You should first meet with a financial advisor to help determine the best product based on your financial circumstances and to see if you qualify for any tax breaks or other incentives that may sway your decision. After that, it’s time to identify a reputable financial institution to process your loan application. Here’s what you should keep in mind as you shop around for the right loan.

 

If you’re considering a HELOC…

  • With a home equity line of credit , you can withdraw funds at any time — up to the approved limit.
  • HELOCs are secured by your home’s equity, meaning you’re locking in a lower interest rate by offering your home as collateral. 
  • Homeowners can borrow up to 80% to 90% of their home’s equity.
  • Benefits of a HELOC include flexibility and zero closing costs, compared to the substantial fees often included when closing on a conventional mortgage or refinancing. 
 

If you’re considering a home equity loan…

  • Unlike a HELOC, home equity loans get paid in a lump sum once approved by a lender.
  • Like a home equity line of credit, a home equity loan is secured by your home’s equity. 
  • A home equity loan allows you to borrow a specific amount for a set term.

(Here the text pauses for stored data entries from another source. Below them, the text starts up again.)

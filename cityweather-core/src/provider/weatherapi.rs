use async_trait::async_trait;
use reqwest::{Client, RequestBuilder};
use serde::de::DeserializeOwned;
use tracing::{debug, warn};

use crate::{
    error::TransportError,
    model::{ForecastRequest, ForecastResult, LocationCandidate},
};

use super::WeatherTransport;

const SEARCH: &str = "search";
const FORECAST: &str = "forecast";

#[derive(Debug, Clone)]
pub struct WeatherApiClient {
    api_key: String,
    base_url: String,
    http: Client,
}

impl WeatherApiClient {
    pub fn with_base_url(api_key: String, base_url: &str) -> Self {
        Self { api_key, base_url: base_url.trim_end_matches('/').to_string(), http: Client::new() }
    }

    pub fn base_url(&self) -> &str {
        &self.base_url
    }

    fn search_request(&self, city_name: &str) -> RequestBuilder {
        self.http
            .get(format!("{}/search.json", self.base_url))
            .query(&[("key", self.api_key.as_str()), ("q", city_name)])
    }

    fn forecast_request(&self, request: &ForecastRequest) -> RequestBuilder {
        self.http.get(format!("{}/forecast.json", self.base_url)).query(&[
            ("key", self.api_key.as_str()),
            ("q", request.city_name.as_str()),
            ("days", &request.days.to_string()),
            ("aqi", "no"),
            ("alerts", "no"),
        ])
    }

    async fn fetch<T: DeserializeOwned>(
        endpoint: &'static str,
        request: RequestBuilder,
    ) -> Result<T, TransportError> {
        let res =
            request.send().await.map_err(|source| TransportError::Request { endpoint, source })?;

        let status = res.status();
        let body = res.text().await.map_err(|source| TransportError::Request { endpoint, source })?;

        if !status.is_success() {
            return Err(TransportError::Status { endpoint, status, body: truncate_body(&body) });
        }

        serde_json::from_str(&body).map_err(|source| TransportError::Decode { endpoint, source })
    }
}

/// Single error boundary: every failure is logged here and becomes `None`.
fn absorb<T>(result: Result<T, TransportError>) -> Option<T> {
    match result {
        Ok(value) => Some(value),
        Err(err) => {
            warn!(endpoint = err.endpoint(), error = %err, "weatherapi call failed");
            None
        }
    }
}

#[async_trait]
impl WeatherTransport for WeatherApiClient {
    async fn search(&self, city_name: &str) -> Option<Vec<LocationCandidate>> {
        debug!(query = city_name, "searching locations");
        absorb(Self::fetch(SEARCH, self.search_request(city_name)).await)
    }

    async fn forecast(&self, request: &ForecastRequest) -> Option<ForecastResult> {
        debug!(city = %request.city_name, days = request.days, "fetching forecast");
        absorb(Self::fetch(FORECAST, self.forecast_request(request)).await)
    }
}

fn truncate_body(body: &str) -> String {
    const MAX: usize = 200;
    match body.char_indices().nth(MAX) {
        Some((cut, _)) => format!("{}...", &body[..cut]),
        None => body.to_string(),
    }
}

#[cfg(test)]
mod tests {
    use super::*;

    fn client() -> WeatherApiClient {
        WeatherApiClient::with_base_url("KEY".into(), "https://api.weatherapi.com/v1/")
    }

    #[test]
    fn search_url_embeds_key_and_query() {
        let request = client().search_request("Lon").build().expect("valid request");

        assert_eq!(request.method(), reqwest::Method::GET);
        assert_eq!(
            request.url().as_str(),
            "https://api.weatherapi.com/v1/search.json?key=KEY&q=Lon"
        );
    }

    #[test]
    fn forecast_url_has_fixed_parameters() {
        let request = client()
            .forecast_request(&ForecastRequest::new("New York", 7))
            .build()
            .expect("valid request");

        assert_eq!(
            request.url().as_str(),
            "https://api.weatherapi.com/v1/forecast.json?key=KEY&q=New+York&days=7&aqi=no&alerts=no"
        );
    }

    #[test]
    fn truncate_body_limits_long_bodies() {
        let long = "é".repeat(300);
        let short = truncate_body(&long);

        assert!(short.ends_with("..."));
        assert_eq!(short.chars().count(), 203);
        assert_eq!(truncate_body("short"), "short");
    }

    #[tokio::test]
    async fn unreachable_host_collapses_to_none() {
        let client = WeatherApiClient::with_base_url("KEY".into(), "http://127.0.0.1:1/v1");

        assert!(client.search("London").await.is_none());
        assert!(client.forecast(&ForecastRequest::new("London", 7)).await.is_none());
    }
}
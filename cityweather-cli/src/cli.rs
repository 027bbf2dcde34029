use anyhow::Context;
use clap::{Parser, Subcommand};
use cityweather_core::{
    Config, ForecastRequest, WeatherTransport, client_from_config, model::FORECAST_HORIZON_DAYS,
};
use inquire::{Password, PasswordDisplayMode, Text};
use tracing::debug;

use crate::{browse, render};

/// Top-level CLI struct.
#[derive(Debug, Parser)]
#[command(name = "cityweather", version, about = "City search and weather forecast")]
pub struct Cli {
    /// Log flow and transport activity to stderr.
    #[arg(short, long, global = true)]
    pub verbose: bool,

    #[command(subcommand)]
    pub command: Command,
}

#[derive(Debug, Subcommand)]
pub enum Command {
    /// Store the weatherapi.com API key and default city.
    Configure,

    /// Show the forecast for a city.
    Forecast {
        /// City name as understood by weatherapi.com.
        city: String,

        /// Number of forecast days.
        #[arg(long, default_value_t = FORECAST_HORIZON_DAYS)]
        days: u8,
    },

    /// List locations matching a query.
    Search {
        query: String,
    },

    /// Interactive search box: type, pick a location, see its forecast.
    Browse,
}

impl Cli {
    pub async fn run(self) -> anyhow::Result<()> {
        debug!(command = ?self.command, "running command");

        match self.command {
            Command::Configure => configure(),
            Command::Forecast { city, days } => {
                let client = client_from_config(&Config::load()?)?;
                match client.forecast(&ForecastRequest::new(city.as_str(), days)).await {
                    Some(forecast) => print!("{}", render::forecast(&forecast)),
                    None => println!("No forecast available for '{city}'."),
                }
                Ok(())
            }
            Command::Search { query } => {
                let client = client_from_config(&Config::load()?)?;
                match client.search(&query).await {
                    Some(candidates) => print!("{}", render::candidates(&candidates)),
                    None => println!("Search for '{query}' returned no data."),
                }
                Ok(())
            }
            Command::Browse => {
                let config = Config::load()?;
                let client = client_from_config(&config)?;
                browse::run(client, &config).await
            }
        }
    }
}

fn configure() -> anyhow::Result<()> {
    let mut config = Config::load()?;

    let api_key = Password::new("weatherapi.com API key:")
        .with_display_mode(PasswordDisplayMode::Masked)
        .without_confirmation()
        .prompt()
        .context("Failed to read API key")?;
    config.set_api_key(api_key);

    let default_city = Text::new("Default city:")
        .with_default(&config.default_city)
        .prompt()
        .context("Failed to read default city")?;
    if !default_city.trim().is_empty() {
        config.default_city = default_city.trim().to_string();
    }

    config.save()?;
    println!("Saved configuration to {}", Config::config_file_path()?.display());
    Ok(())
}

The way your loan amount is calculated depends on your lender but generally equals a percentage of your home equity value.
 

If you’re considering a cash-out refinance…

  • A cash-out refinance can be easier to obtain than a home equity line of credit or a home equity loan, as it replaces the original mortgage loan. HELOCs and home equity loans are considered second mortgages, increasing your overall debt, while refinancing often serves to lower your debt burden by securing a lower interest rate. 
  • Some benefits of a cash-out refinance include using the money for major expenses, consolidating debt, improving your credit score by paying off outstanding debt and increasing your home’s value with renovations and repairs.
  • A borrower can take advantage of a cash-out refinance’s fixed low interest rate over the life of the mortgage loan.

If you’re a homeowner in need of access to cash, we can help you determine which option may fit your needs. Call 1.800.205.3464 or find a banking center near you where you can speak with a home equity expert.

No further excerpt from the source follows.